Roubos de arrastão estão fora, o roubo organizado de carga está aumentando em 57% em relação ao ano passado, e os ladrões estão mirando seus Nikes.

Roubo de carga aumenta 57% em relação a 2020, com ladrões mirando Nikes.

  • Ainda ocorrem roubos rápidos, mas o roubo de carga organizado está se tornando mais prevalente.
  • O roubo de carga aumentou 57% em comparação com 2022, com líderes do setor chamando os ladrões de “audaciosos”.
  • O Wall Street Journal identificou as remessas da Nike como uma das mais visadas para roubo.

Conforme o país começou a se recuperar da pandemia de coronavírus, os roubos rápidos ganharam destaque nacional à medida que incidentes de alto perfil abalaram a Califórnia, com ladrões visando lojas como Louis Vuitton, Best Buy e Nordstrom.

Agora, um novo tipo de crime organizado está ganhando destaque no setor varejista: ladrões que visam remessas de carga e desviam entregas massivas de seus destinatários pretendidos.

De acordo com estatísticas da CargoNet, esse tipo de roubo nos EUA e no Canadá aumentou 57% neste trimestre em comparação com as estatísticas do ano passado, com os criminosos fugindo com mais de US$ 44 milhões em remessas roubadas apenas no segundo trimestre.

Os ladrões usam credenciais roubadas de corretores de logística ou endereços de coleta falsificados para realizar esquemas elaborados, às vezes fugindo com carretas inteiras carregadas – e “a aplicação da lei criminal para tais casos é complexa e rara, o que tem encorajado grupos organizados”, segundo a CargoNet.

O valor médio da remessa por incidente também aumentou, em quase US$ 100.000, para uma perda média de US$ 260.703 por roubo, pois os ladrões de carga têm se concentrado em remessas de alto valor.

O Wall Street Journal relatou que um tipo de remessa é particularmente popular entre os ladrões: os produtos da Nike. O jornal informou que as autoridades de Los Angeles recuperaram em junho US$ 3 milhões em mercadorias roubadas da marca de roupas esportivas, incluindo caixas de um estilo inédito do NOCTA x Nike Glide – uma colaboração entre a gigante dos calçados e o astro do hip-hop Drake, que é vendido por US$ 160 o par.

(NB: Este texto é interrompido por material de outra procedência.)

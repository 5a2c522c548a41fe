use std::env;

use serde::{Deserialize, Serialize};

fn default_model() -> String {
    "gpt-3.5-turbo".to_string()
}

fn default_api_url() -> String {
    "https://api.openai.com/v1/chat/completions".to_string()
}

fn default_max_tokens() -> u32 {
    1000
}

fn default_temperature() -> f32 {
    0.7
}

/// Token budget bounds accepted by the request builder.
pub const MIN_MAX_TOKENS: u32 = 100;
pub const MAX_MAX_TOKENS: u32 = 1000;

#[derive(Serialize, Deserialize, Clone)]
#[serde(default)]
pub struct TranslatorConfig {
    #[serde(default = "default_model")]
    pub model: String,
    #[serde(default = "default_api_url")]
    pub api_url: String,
    /// Clamped into [`MIN_MAX_TOKENS`]..=[`MAX_MAX_TOKENS`] at payload build.
    #[serde(default = "default_max_tokens")]
    pub max_tokens: u32,
    /// Non-zero for natural phrasing.
    #[serde(default = "default_temperature")]
    pub temperature: f32,
}

impl TranslatorConfig {
    pub fn new() -> Self {
        let model = env::var("TRANSLATOR_MODEL").unwrap_or_else(|_| default_model());
        let api_url = env::var("TRANSLATOR_API_URL").unwrap_or_else(|_| default_api_url());

        let max_tokens = env::var("TRANSLATOR_MAX_TOKENS")
            .ok()
            .and_then(|v| v.parse().ok())
            .unwrap_or_else(default_max_tokens);

        let temperature = env::var("TRANSLATOR_TEMPERATURE")
            .ok()
            .and_then(|v| v.parse().ok())
            .unwrap_or_else(default_temperature);

        Self {
            model,
            api_url,
            max_tokens,
            temperature,
        }
    }
}

impl Default for TranslatorConfig {
    fn default() -> Self {
        Self {
            model: default_model(),
            api_url: default_api_url(),
            max_tokens: default_max_tokens(),
            temperature: default_temperature(),
        }
    }
}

Os produtos da Nike são roubados em todas as fases da cadeia de suprimentos, relatou o WSJ, desde centros de distribuição e armazéns até trens de entrega e caminhões encarregados de colocá-los nas mãos dos consumidores.

Edições limitadas de Air Jordans e outros estilos selecionados são particularmente valiosos no mercado de revenda, rendendo quantias centenas de dólares acima do preço de varejo.

Representantes da Nike e da CargoNet não responderam imediatamente aos pedidos de comentário da Insider.

Em parte devido à sua proximidade com os principais portos de embarque, a Califórnia, Texas, Flórida e Illinois são os estados com maior frequência de roubos desse tipo, segundo a CargoNet, mas incidentes estão sendo relatados em todo o país.

Apesar dos gastos pessoais estarem aumentando, de acordo com a CNBC News, os varejistas continuam a navegar por um novo cenário de consumo, com mais compradores recorrendo ao comércio eletrônico – e alguns estão fechando suas portas completamente na tentativa de mitigar as perdas.

O Walmart fechou lojas em Chicago, Portland e Albuquerque este ano, enquanto o Target fechou locais em Minneapolis, Filadélfia e na área de Washington, conforme relatado anteriormente pela Insider.

“Vimos lojas que estão fechando completamente seus negócios e saindo das comunidades que atendemos”, disse Nick Stewart, detetive do departamento do xerife do condado de Los Angeles, ao WSJ. “Isso não é bom”.